Intelligent electric actuators
Modern electric actuators are field devices with internal status monitoring, e.g. they monitor independently that specified operation conditions are met. This includes the respect of pre-defined operation times or the recording of the number of starts. These variables are easy to record with the available microcontroller technology. Monitoring other variables requires additional hardware within the actuator. Apart from the existing torque monitoring, sensors for continuous recording of temperatures (motor, gearbox and electronics) and a vibration sensor are available. Consequently, all conditions are fulfilled to supervise all variables which could cause failures. Device status assessment requires exact knowledge of the service history. Therefore, all measurement values are recorded in a time-stamped event report.

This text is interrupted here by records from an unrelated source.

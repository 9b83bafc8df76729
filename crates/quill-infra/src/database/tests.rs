use std::sync::Arc;

use sea_orm::{DatabaseBackend, DbErr, MockDatabase, MockExecResult, RuntimeErr};

use quill_core::domain::ActionKind;
use quill_core::error::RepoError;
use quill_core::ports::{AuthorRepository, PostRepository, TransactionManager};

use crate::database::entity::{author, post};
use crate::database::{DbSession, SeaOrmAuthorRepository, SeaOrmPostRepository,
    SessionTransactionManager};

fn author_model(id: uuid::Uuid) -> author::Model {
    author::Model {
        id,
        name: "Ann".to_owned(),
        email: "ann@example.com".to_owned(),
        password_hash: "$argon2id$stub".to_owned(),
    }
}

fn post_model(id: uuid::Uuid, author_id: uuid::Uuid) -> post::Model {
    post::Model {
        id,
        title: "Test Post".to_owned(),
        text: "Content".to_owned(),
        is_published: true,
        is_deleted: false,
        created_at: chrono::Utc::now().into(),
        author_id,
    }
}

#[tokio::test]
async fn test_find_author_by_id() {
    let author_id = uuid::Uuid::new_v4();

    let db = MockDatabase::new(DatabaseBackend::Postgres)
        .append_query_results(vec![vec![author_model(author_id)]])
        .into_connection();

    let session = Arc::new(DbSession::new(db));
    let repo = SeaOrmAuthorRepository::new(session);

    let result = repo.get_by_id(author_id).await.unwrap();

    assert!(result.is_some());
    let found = result.unwrap();
    assert_eq!(found.id, author_id);
    assert_eq!(found.email, "ann@example.com");
}

#[tokio::test]
async fn test_find_absent_author_is_none() {
    let db = MockDatabase::new(DatabaseBackend::Postgres)
        .append_query_results(vec![Vec::<author::Model>::new()])
        .into_connection();

    let session = Arc::new(DbSession::new(db));
    let repo = SeaOrmAuthorRepository::new(session);

    let result = repo.get_by_id(uuid::Uuid::new_v4()).await.unwrap();

    assert!(result.is_none());
}

#[tokio::test]
async fn test_duplicate_email_maps_to_constraint() {
    let duplicate = || {
        DbErr::Query(RuntimeErr::Internal(
            "duplicate key value violates unique constraint \"authors_email_key\"".to_owned(),
        ))
    };

    let db = MockDatabase::new(DatabaseBackend::Postgres)
        .append_exec_errors(vec![duplicate()])
        .append_query_errors(vec![duplicate()])
        .into_connection();

    let session = Arc::new(DbSession::new(db));
    let repo = SeaOrmAuthorRepository::new(session);

    let err = repo
        .create(uuid::Uuid::new_v4(), "Ann", "ann@example.com", "$argon2id$stub")
        .await
        .unwrap_err();

    assert!(matches!(err, RepoError::Constraint(_)));
}

#[tokio::test]
async fn test_delete_author_zero_rows_is_not_found() {
    let db = MockDatabase::new(DatabaseBackend::Postgres)
        .append_exec_results(vec![MockExecResult {
            last_insert_id: 0,
            rows_affected: 0,
        }])
        .into_connection();

    let session = Arc::new(DbSession::new(db));
    let repo = SeaOrmAuthorRepository::new(session);

    let err = repo.delete(uuid::Uuid::new_v4()).await.unwrap_err();

    assert!(matches!(err, RepoError::NotFound));
}

#[tokio::test]
async fn test_published_listing_maps_joined_author_rows() {
    let author_id = uuid::Uuid::new_v4();

    let mut newer = post_model(uuid::Uuid::new_v4(), author_id);
    newer.title = "Newer".to_owned();
    let mut older = post_model(uuid::Uuid::new_v4(), author_id);
    older.title = "Older".to_owned();
    older.created_at = (chrono::Utc::now() - chrono::TimeDelta::hours(1)).into();

    // rows arrive already ordered by the query; the mapping keeps that order
    let db = MockDatabase::new(DatabaseBackend::Postgres)
        .append_query_results(vec![vec![
            (newer, author_model(author_id)),
            (older, author_model(author_id)),
        ]])
        .into_connection();

    let session = Arc::new(DbSession::new(db));
    let repo = SeaOrmPostRepository::new(session);

    let listed = repo.list_published(0, 10).await.unwrap();

    assert_eq!(listed.len(), 2);
    assert_eq!(listed[0].title, "Newer");
    assert_eq!(listed[1].title, "Older");
    assert!(listed[0].created_at > listed[1].created_at);
    assert!(listed.iter().all(|p| p.author.email == "ann@example.com"));
}

#[tokio::test]
async fn test_delete_post_wrong_owner_is_classified() {
    let post_id = uuid::Uuid::new_v4();
    let owner = uuid::Uuid::new_v4();
    let intruder = uuid::Uuid::new_v4();

    // the soft-delete matches nothing, the classification read finds the
    // post under its real owner
    let db = MockDatabase::new(DatabaseBackend::Postgres)
        .append_exec_results(vec![MockExecResult {
            last_insert_id: 0,
            rows_affected: 0,
        }])
        .append_query_results(vec![vec![post_model(post_id, owner)]])
        .into_connection();

    let session = Arc::new(DbSession::new(db));
    let repo = SeaOrmPostRepository::new(session);

    let err = repo.delete(post_id, intruder).await.unwrap_err();

    assert!(matches!(err, RepoError::WrongOwner));
}

#[tokio::test]
async fn test_delete_missing_post_is_not_found() {
    let db = MockDatabase::new(DatabaseBackend::Postgres)
        .append_exec_results(vec![MockExecResult {
            last_insert_id: 0,
            rows_affected: 0,
        }])
        .append_query_results(vec![Vec::<post::Model>::new()])
        .into_connection();

    let session = Arc::new(DbSession::new(db));
    let repo = SeaOrmPostRepository::new(session);

    let err = repo
        .delete(uuid::Uuid::new_v4(), uuid::Uuid::new_v4())
        .await
        .unwrap_err();

    assert!(matches!(err, RepoError::NotFound));
}

#[tokio::test]
async fn test_delete_post_then_commit() {
    let post_id = uuid::Uuid::new_v4();
    let owner = uuid::Uuid::new_v4();

    let db = MockDatabase::new(DatabaseBackend::Postgres)
        .append_exec_results(vec![MockExecResult {
            last_insert_id: 0,
            rows_affected: 1,
        }])
        .into_connection();

    let session = Arc::new(DbSession::new(db));
    let repo = SeaOrmPostRepository::new(session.clone());
    let tm = SessionTransactionManager::new(session);

    let outcome = repo.delete(post_id, owner).await.unwrap();
    tm.commit().await.unwrap();

    assert_eq!(outcome.entity_id, post_id);
    assert_eq!(outcome.action, ActionKind::Delete);
}

#[tokio::test]
async fn test_update_text_returns_fresh_summary() {
    let post_id = uuid::Uuid::new_v4();
    let owner = uuid::Uuid::new_v4();

    let mut updated = post_model(post_id, owner);
    updated.text = "rewritten".to_owned();

    let db = MockDatabase::new(DatabaseBackend::Postgres)
        .append_exec_results(vec![MockExecResult {
            last_insert_id: 0,
            rows_affected: 1,
        }])
        .append_query_results(vec![vec![updated]])
        .into_connection();

    let session = Arc::new(DbSession::new(db));
    let repo = SeaOrmPostRepository::new(session);

    let summary = repo.update_text(post_id, owner, "rewritten").await.unwrap();

    assert_eq!(summary.text, "rewritten");
    assert_eq!(summary.author_id, owner);
}

#[tokio::test]
async fn test_commit_without_writes_is_a_no_op() {
    let db = MockDatabase::new(DatabaseBackend::Postgres).into_connection();

    let session = Arc::new(DbSession::new(db));
    let tm = SessionTransactionManager::new(session);

    tm.commit().await.unwrap();
    tm.rollback().await.unwrap();
}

It is not only possible to monitor device-specific service conditions, like permissible ambient temperature, also permissible vibration, max. number of starts or operating times, but customer-specific limit values can be defined. For example, a torque characteristic can be imported after commissioning. Feedback is sent if the torque differs by a predetermined limit from this reference during operation. The technical plant engineering is responsible for this type of assessment. Is the increased torque due to modified process conditions, for example higher service pressure, or does the valve stem require greasing to upgrade the torque requirement to reference level?
Unambiguous communication
Exceeding predefined limits are spontaneous events. These events must appear on the plant operator display to allow for immediate introduction of corrective actions. Considering that a plant consists of a multitude of components made by different manufacturers, it becomes obvious that device feedback must comply with defined schemes. The objective is that the plant operator can take appropriate actions to eliminate the problem.
One approach is to classify status signals into four categories, in compliance with Namur recommendation NE 107:
  • Out of specification: Deviations from the permissible application conditions determined by the device itself through self-monitoring. The device can still be controlled from the control room.
  • Maintenance required: The device can still be controlled from the control room. The device must be inspected by a specialist to avoid any unscheduled failure.
  • Function check: Due to ongoing work on the device, it cannot be controlled from the control room at that very moment.
  • Failure: Due to functionality failures within the device or the peripherals, the device cannot be controlled from the control room.
The device manufacturer must classify the status signals of his/her devices using these categories. For example, if an actuator senses an ambient temperature out of device specification, the plant operator will receive the respective symbol with the device identification. He will inform the plant engineering accordingly and they have to investigate the origin.
According to NE 107
A similar procedure will occur if the torque is outside the tolerance band width around a reference characteristic. The maintenance symbol will be displayed on the plant operator display and the service staff will be informed accordingly about the appropriate measures to be taken.
Monitoring actuator-specific service conditions and limits as well as the indication of events according to NE 107 categories are implemented. This helps to prevent actuator failures and downtimes.
In a next step, the continuously available „maintenance key“ has to be defined supplying information on the actuator status. The available data obtained from lifetime tests will be fed into formulas stored within the actuator firmware. The maintenance key supports the technical engineering in scheduling maintenance measures as required.